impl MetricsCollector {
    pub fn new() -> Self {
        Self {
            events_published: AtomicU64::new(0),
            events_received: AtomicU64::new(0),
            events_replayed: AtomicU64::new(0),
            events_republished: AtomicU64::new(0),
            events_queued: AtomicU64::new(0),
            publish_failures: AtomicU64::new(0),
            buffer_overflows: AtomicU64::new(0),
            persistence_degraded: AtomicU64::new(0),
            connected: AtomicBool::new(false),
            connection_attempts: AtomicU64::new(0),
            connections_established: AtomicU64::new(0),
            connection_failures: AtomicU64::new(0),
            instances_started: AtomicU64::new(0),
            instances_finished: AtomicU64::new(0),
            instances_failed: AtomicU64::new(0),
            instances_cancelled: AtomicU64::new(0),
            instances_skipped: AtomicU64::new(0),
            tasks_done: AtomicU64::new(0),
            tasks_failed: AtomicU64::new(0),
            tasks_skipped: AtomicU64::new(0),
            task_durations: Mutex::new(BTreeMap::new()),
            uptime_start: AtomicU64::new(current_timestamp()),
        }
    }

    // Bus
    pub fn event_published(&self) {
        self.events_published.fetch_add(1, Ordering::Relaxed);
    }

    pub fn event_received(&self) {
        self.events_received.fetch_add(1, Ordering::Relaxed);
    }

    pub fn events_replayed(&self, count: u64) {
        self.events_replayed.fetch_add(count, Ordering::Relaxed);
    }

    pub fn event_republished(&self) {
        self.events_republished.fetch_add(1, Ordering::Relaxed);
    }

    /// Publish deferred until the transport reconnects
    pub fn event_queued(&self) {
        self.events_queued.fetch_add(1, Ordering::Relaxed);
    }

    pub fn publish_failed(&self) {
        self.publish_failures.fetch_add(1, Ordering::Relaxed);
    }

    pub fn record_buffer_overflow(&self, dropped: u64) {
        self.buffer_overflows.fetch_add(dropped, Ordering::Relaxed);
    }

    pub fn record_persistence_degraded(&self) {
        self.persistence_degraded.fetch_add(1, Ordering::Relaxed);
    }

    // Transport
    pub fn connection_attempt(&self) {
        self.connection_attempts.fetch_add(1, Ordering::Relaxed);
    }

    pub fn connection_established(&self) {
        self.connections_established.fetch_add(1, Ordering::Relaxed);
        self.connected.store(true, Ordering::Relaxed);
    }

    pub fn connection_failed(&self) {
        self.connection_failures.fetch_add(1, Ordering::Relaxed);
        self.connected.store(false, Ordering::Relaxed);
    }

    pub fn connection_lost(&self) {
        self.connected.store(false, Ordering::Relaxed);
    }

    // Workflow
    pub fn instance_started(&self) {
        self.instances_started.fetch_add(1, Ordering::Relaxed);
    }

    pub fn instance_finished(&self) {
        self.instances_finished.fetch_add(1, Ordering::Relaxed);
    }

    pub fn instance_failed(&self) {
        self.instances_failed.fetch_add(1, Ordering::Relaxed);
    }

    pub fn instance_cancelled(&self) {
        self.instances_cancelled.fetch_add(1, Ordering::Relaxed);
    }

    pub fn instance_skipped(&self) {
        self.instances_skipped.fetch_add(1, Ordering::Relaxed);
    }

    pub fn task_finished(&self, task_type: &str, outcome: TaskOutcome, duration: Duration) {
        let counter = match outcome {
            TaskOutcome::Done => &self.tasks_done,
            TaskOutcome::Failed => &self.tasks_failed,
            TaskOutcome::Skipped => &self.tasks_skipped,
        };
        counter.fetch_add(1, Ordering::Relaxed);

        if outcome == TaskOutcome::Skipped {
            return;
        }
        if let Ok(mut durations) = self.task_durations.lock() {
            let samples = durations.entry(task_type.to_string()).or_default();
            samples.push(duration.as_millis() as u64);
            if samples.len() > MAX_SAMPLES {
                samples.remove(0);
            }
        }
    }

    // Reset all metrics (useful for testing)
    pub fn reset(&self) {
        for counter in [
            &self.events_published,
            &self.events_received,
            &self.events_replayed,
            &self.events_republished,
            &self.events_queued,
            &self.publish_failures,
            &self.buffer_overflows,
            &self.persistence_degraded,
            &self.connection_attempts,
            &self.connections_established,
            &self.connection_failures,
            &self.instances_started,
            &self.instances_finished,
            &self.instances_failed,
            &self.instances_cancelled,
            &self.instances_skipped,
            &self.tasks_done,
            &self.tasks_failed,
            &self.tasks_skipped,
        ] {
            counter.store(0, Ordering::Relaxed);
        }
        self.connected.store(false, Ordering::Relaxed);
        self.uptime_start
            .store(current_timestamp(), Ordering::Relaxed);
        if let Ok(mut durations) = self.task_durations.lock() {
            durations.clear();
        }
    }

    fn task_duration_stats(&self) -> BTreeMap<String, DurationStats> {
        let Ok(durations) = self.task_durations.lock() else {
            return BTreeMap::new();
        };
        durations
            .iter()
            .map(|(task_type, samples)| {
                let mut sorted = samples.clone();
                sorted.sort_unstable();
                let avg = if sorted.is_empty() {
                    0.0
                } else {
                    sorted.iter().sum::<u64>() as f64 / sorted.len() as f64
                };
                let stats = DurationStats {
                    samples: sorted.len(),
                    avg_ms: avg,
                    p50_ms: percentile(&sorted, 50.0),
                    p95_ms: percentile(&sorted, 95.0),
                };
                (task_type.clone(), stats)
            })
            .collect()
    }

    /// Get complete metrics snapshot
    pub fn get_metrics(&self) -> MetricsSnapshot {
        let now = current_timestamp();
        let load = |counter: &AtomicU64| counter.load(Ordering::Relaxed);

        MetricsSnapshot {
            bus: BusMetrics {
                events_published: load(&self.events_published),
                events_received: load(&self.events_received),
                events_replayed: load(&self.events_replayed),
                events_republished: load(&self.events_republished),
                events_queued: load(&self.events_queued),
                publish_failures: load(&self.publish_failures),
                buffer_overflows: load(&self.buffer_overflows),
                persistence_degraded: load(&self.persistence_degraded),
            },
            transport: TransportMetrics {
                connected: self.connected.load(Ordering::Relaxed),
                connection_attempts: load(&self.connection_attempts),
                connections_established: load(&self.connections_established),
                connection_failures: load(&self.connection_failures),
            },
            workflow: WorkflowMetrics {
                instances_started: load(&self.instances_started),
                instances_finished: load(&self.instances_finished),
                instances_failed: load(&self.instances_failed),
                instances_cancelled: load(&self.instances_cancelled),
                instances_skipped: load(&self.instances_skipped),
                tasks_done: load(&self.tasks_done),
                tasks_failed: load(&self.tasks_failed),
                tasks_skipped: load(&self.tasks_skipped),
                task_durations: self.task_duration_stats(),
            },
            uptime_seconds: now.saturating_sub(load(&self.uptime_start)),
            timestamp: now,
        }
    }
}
---+---
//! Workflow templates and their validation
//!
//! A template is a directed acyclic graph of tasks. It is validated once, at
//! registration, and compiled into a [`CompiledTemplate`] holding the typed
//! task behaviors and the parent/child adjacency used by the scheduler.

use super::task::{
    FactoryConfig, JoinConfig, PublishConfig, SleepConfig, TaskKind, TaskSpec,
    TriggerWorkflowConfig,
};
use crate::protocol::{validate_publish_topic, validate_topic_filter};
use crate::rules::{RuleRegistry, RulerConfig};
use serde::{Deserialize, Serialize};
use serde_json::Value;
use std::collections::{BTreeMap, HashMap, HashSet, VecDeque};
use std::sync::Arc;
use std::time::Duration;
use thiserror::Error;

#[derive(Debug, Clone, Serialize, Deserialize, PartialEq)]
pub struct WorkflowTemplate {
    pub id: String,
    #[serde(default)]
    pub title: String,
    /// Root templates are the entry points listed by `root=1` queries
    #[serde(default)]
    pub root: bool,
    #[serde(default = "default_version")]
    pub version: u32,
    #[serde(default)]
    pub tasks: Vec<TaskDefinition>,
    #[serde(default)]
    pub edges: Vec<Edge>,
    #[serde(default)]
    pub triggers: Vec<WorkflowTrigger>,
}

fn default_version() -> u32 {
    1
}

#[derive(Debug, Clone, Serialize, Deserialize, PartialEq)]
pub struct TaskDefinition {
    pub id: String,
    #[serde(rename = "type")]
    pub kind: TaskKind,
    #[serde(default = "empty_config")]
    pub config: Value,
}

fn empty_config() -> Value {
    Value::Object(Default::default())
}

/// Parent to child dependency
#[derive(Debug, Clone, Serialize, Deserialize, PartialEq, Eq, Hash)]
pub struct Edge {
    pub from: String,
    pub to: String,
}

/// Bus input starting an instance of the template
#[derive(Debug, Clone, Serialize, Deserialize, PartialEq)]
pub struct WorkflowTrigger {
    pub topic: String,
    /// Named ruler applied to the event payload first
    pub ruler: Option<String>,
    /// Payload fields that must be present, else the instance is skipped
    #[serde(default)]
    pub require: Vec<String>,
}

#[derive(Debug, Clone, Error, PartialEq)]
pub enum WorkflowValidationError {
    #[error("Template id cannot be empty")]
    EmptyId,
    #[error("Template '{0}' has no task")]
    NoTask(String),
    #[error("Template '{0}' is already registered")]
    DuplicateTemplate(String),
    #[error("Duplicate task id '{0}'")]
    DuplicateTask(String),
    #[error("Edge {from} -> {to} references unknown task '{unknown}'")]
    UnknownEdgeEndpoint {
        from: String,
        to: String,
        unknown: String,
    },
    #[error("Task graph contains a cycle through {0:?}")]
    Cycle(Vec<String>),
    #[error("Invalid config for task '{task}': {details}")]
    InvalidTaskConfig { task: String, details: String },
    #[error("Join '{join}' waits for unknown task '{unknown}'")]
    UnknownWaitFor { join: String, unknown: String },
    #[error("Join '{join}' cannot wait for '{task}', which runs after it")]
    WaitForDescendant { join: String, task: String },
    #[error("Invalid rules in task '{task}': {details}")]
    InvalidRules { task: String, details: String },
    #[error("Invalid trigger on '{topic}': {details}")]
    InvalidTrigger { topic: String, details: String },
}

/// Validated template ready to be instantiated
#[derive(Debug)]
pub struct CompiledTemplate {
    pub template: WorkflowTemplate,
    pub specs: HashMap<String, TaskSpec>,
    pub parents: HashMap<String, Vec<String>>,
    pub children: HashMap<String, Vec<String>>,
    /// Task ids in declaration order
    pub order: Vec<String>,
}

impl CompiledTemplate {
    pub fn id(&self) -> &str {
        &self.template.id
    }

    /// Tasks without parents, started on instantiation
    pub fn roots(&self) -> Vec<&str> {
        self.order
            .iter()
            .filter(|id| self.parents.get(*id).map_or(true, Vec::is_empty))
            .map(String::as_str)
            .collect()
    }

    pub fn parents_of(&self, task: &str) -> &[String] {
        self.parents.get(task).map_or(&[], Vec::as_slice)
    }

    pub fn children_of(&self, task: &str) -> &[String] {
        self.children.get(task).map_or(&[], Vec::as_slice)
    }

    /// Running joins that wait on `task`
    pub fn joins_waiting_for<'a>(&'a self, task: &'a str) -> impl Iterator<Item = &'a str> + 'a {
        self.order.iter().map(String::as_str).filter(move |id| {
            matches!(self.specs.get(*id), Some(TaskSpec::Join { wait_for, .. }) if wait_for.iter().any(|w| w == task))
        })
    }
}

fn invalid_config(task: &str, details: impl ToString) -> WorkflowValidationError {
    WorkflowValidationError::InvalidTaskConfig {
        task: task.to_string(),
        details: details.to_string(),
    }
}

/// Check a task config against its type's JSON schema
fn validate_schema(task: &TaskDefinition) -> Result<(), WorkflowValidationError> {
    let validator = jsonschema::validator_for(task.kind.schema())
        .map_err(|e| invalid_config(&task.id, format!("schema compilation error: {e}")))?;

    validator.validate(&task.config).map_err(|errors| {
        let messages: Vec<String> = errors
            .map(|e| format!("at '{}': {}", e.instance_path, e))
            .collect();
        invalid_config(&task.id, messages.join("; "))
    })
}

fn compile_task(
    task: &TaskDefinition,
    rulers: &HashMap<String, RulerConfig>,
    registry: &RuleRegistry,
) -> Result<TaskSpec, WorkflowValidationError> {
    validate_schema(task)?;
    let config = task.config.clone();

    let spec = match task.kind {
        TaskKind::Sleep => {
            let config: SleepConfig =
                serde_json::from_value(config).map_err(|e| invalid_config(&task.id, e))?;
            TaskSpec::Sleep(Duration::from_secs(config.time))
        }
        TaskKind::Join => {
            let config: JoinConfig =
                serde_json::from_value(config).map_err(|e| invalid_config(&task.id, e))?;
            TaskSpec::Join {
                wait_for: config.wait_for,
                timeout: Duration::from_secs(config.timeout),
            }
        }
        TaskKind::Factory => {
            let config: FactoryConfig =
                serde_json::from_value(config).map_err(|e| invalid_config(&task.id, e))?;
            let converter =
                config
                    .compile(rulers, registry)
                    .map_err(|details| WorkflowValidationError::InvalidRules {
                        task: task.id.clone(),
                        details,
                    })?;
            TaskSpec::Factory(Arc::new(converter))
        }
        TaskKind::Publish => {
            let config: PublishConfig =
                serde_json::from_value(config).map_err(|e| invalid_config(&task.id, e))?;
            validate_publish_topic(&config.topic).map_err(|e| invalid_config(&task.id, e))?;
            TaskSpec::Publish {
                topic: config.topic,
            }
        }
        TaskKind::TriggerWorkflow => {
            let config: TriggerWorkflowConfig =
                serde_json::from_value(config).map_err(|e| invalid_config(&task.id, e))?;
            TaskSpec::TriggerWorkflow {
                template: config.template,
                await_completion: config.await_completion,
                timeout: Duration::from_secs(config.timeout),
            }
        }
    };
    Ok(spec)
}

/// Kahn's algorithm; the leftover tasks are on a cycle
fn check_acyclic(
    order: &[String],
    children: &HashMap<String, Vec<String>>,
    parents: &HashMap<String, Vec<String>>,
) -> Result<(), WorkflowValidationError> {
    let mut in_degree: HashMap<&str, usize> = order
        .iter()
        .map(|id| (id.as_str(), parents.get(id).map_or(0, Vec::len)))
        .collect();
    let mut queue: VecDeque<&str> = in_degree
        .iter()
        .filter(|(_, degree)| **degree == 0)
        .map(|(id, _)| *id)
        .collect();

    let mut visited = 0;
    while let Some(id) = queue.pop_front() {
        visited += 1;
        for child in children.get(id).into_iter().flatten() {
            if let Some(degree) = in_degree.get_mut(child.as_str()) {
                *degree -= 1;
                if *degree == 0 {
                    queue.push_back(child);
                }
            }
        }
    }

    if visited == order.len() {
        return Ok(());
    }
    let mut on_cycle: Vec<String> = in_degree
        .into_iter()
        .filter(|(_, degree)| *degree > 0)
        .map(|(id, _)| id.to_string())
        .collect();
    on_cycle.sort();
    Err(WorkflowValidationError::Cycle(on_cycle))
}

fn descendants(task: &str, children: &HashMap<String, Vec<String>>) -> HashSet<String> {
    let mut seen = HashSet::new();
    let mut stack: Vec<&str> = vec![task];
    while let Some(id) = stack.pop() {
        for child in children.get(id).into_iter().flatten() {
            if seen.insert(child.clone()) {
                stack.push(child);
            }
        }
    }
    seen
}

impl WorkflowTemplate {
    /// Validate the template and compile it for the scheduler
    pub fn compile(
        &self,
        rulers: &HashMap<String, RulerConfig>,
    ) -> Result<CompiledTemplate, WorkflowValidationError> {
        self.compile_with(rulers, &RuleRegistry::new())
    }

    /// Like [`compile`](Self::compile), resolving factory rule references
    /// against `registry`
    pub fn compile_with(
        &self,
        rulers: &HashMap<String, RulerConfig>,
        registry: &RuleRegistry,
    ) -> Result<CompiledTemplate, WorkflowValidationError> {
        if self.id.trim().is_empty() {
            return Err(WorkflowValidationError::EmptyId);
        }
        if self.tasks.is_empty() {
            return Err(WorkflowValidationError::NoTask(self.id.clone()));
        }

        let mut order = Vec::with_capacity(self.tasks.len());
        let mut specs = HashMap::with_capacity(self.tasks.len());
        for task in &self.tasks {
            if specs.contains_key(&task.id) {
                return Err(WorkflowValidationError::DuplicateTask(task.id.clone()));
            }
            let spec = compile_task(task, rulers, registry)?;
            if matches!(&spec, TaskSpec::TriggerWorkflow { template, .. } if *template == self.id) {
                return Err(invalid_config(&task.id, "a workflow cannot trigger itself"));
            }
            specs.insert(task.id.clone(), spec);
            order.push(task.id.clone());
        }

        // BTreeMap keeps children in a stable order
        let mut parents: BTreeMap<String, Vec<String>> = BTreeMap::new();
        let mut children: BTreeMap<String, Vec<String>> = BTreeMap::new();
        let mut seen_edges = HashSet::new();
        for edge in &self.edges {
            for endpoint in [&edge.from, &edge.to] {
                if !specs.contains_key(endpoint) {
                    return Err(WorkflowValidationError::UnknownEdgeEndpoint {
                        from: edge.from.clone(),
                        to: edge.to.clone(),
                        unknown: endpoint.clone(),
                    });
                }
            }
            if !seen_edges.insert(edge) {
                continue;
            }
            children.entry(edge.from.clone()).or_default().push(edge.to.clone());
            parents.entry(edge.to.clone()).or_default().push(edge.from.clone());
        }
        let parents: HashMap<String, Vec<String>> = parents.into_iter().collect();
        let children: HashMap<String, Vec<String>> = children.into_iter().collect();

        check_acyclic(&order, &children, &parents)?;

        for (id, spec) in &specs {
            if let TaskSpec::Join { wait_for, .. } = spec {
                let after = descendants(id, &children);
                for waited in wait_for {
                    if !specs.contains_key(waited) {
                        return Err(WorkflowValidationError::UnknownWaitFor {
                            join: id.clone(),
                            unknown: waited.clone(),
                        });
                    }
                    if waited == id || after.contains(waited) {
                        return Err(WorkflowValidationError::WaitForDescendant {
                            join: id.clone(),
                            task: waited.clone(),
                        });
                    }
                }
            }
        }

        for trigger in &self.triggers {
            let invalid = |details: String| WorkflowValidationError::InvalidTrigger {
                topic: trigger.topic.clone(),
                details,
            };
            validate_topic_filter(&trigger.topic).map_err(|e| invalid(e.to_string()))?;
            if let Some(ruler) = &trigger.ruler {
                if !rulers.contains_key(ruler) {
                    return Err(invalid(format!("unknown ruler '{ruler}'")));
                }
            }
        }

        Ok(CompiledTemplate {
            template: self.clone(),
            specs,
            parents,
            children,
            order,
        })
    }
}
---+---
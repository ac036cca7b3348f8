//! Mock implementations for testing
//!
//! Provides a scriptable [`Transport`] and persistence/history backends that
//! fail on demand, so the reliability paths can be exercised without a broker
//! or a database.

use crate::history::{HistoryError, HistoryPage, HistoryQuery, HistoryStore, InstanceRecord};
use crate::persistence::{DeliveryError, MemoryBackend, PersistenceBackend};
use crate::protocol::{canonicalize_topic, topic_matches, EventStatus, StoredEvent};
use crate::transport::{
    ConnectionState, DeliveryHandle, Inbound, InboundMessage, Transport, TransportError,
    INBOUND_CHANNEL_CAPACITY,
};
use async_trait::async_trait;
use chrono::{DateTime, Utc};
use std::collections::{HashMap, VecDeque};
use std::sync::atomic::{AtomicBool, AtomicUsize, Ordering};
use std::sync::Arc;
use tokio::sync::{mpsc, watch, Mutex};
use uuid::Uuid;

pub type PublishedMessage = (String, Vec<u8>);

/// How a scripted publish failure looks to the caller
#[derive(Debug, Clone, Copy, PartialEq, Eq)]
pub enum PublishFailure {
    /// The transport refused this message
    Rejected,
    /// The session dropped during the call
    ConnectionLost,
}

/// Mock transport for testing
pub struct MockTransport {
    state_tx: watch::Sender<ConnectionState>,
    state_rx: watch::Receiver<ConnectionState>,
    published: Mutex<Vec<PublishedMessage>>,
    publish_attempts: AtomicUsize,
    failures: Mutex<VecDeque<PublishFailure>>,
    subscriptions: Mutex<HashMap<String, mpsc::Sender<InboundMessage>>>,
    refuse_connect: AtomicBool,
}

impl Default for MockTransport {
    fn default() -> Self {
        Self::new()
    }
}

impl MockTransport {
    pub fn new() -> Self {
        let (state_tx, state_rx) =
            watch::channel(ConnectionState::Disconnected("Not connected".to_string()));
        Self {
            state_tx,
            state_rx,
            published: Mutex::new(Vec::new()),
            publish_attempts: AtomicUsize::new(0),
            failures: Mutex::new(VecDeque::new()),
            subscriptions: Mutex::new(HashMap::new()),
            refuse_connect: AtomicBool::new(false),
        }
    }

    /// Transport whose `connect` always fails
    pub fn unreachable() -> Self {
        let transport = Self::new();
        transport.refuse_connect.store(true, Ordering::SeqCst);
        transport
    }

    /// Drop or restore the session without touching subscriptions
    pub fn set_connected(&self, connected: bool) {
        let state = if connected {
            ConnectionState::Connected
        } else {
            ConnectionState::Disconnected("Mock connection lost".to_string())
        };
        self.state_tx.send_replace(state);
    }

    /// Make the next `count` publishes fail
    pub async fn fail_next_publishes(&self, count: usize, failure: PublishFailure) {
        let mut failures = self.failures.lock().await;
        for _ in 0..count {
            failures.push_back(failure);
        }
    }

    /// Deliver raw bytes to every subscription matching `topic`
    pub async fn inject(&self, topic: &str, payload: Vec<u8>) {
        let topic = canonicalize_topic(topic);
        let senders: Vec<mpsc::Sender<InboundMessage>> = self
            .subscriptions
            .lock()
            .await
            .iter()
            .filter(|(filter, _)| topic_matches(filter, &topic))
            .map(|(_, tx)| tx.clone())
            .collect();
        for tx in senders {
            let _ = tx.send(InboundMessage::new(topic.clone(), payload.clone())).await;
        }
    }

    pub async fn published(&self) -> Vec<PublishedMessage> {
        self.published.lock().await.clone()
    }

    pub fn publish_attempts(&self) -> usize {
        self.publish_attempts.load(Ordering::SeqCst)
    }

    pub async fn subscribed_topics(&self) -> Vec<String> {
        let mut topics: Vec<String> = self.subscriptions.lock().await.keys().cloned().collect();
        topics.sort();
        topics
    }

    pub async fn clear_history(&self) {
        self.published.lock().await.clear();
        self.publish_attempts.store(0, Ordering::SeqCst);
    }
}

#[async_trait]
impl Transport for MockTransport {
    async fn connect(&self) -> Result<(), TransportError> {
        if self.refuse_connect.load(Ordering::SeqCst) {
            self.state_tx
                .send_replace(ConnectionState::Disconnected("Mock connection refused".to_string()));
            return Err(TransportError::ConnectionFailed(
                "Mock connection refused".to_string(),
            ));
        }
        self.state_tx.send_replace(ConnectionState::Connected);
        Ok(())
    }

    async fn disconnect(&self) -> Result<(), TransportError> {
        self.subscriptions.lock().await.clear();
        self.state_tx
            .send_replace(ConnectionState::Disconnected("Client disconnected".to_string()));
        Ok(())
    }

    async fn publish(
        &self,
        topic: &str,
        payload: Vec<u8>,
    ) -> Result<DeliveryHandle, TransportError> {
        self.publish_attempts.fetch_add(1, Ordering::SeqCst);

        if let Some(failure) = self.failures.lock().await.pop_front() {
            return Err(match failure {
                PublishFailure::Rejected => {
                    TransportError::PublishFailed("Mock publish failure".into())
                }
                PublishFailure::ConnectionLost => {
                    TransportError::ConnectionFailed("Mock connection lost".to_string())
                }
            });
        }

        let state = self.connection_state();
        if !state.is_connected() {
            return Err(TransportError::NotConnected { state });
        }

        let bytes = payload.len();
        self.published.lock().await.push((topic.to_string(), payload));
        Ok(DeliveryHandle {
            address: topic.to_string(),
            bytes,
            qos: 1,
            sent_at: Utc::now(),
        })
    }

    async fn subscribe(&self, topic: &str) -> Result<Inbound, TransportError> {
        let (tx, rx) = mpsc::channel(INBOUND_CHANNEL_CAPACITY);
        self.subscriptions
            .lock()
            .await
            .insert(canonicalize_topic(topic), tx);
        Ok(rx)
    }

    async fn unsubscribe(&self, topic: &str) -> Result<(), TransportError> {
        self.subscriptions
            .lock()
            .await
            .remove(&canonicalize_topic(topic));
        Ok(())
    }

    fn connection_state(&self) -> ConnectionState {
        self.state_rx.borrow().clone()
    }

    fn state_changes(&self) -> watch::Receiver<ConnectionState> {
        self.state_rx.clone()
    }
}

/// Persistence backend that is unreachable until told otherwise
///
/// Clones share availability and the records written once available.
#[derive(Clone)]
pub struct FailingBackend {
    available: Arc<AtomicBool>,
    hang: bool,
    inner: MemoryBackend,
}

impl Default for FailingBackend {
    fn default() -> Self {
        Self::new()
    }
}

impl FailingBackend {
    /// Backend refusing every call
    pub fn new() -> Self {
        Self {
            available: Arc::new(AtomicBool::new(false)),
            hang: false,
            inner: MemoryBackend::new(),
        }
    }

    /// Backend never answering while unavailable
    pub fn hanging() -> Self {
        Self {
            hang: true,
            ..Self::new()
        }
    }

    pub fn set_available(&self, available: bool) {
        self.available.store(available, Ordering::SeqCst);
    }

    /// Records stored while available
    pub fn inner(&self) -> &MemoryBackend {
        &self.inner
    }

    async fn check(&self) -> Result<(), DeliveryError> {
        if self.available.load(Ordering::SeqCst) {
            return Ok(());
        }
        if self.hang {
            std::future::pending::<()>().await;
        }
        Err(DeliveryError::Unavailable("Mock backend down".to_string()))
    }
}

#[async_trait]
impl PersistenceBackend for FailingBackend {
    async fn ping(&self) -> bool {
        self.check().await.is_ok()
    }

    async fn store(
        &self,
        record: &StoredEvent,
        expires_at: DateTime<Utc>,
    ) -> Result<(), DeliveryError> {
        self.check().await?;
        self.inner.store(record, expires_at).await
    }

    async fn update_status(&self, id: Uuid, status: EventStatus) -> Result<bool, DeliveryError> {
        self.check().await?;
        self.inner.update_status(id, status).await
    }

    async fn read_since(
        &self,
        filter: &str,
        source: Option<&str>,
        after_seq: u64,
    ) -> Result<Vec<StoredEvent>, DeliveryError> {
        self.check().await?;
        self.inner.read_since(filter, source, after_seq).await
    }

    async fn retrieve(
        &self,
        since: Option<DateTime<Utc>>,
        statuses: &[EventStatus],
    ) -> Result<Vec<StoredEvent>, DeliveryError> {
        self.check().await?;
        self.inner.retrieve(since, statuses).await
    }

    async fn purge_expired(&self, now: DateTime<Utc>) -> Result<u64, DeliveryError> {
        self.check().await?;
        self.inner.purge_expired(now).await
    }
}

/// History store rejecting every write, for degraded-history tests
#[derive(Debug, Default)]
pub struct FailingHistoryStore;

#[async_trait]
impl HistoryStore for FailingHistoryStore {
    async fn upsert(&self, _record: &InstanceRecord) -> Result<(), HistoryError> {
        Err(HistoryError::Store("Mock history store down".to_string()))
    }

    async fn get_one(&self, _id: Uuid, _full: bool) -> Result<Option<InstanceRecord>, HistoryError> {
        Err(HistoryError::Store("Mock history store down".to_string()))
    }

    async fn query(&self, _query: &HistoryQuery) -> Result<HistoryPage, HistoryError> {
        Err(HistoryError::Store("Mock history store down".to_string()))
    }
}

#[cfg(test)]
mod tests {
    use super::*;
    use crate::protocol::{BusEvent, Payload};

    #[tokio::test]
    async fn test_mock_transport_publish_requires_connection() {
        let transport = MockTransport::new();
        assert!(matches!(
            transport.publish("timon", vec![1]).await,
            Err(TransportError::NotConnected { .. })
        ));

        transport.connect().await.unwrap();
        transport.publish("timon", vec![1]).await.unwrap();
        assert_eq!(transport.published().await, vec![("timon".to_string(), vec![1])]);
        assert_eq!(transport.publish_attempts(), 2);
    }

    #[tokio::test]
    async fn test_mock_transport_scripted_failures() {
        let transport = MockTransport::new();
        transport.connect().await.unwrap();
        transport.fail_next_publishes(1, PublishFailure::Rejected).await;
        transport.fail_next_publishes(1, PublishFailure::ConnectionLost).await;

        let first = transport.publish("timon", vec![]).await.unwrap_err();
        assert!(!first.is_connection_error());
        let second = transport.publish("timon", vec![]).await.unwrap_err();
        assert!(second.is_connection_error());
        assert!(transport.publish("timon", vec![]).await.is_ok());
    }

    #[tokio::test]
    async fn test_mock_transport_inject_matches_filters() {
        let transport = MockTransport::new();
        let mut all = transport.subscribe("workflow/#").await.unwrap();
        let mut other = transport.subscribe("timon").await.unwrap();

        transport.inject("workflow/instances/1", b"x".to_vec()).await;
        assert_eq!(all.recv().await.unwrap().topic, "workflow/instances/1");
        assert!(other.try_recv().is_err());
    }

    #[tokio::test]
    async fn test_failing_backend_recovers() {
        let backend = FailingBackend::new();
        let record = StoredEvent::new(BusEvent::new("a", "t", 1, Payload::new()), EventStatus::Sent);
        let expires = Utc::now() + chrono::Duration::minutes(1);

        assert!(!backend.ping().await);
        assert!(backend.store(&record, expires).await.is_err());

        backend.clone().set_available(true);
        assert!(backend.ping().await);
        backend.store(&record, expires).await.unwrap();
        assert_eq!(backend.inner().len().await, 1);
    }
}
---+---
▶ **Exercise brief**
Your answer should be a single number: the count of lines in the entries that contain the word "rulers".

▶ **Solution for this exercise**
7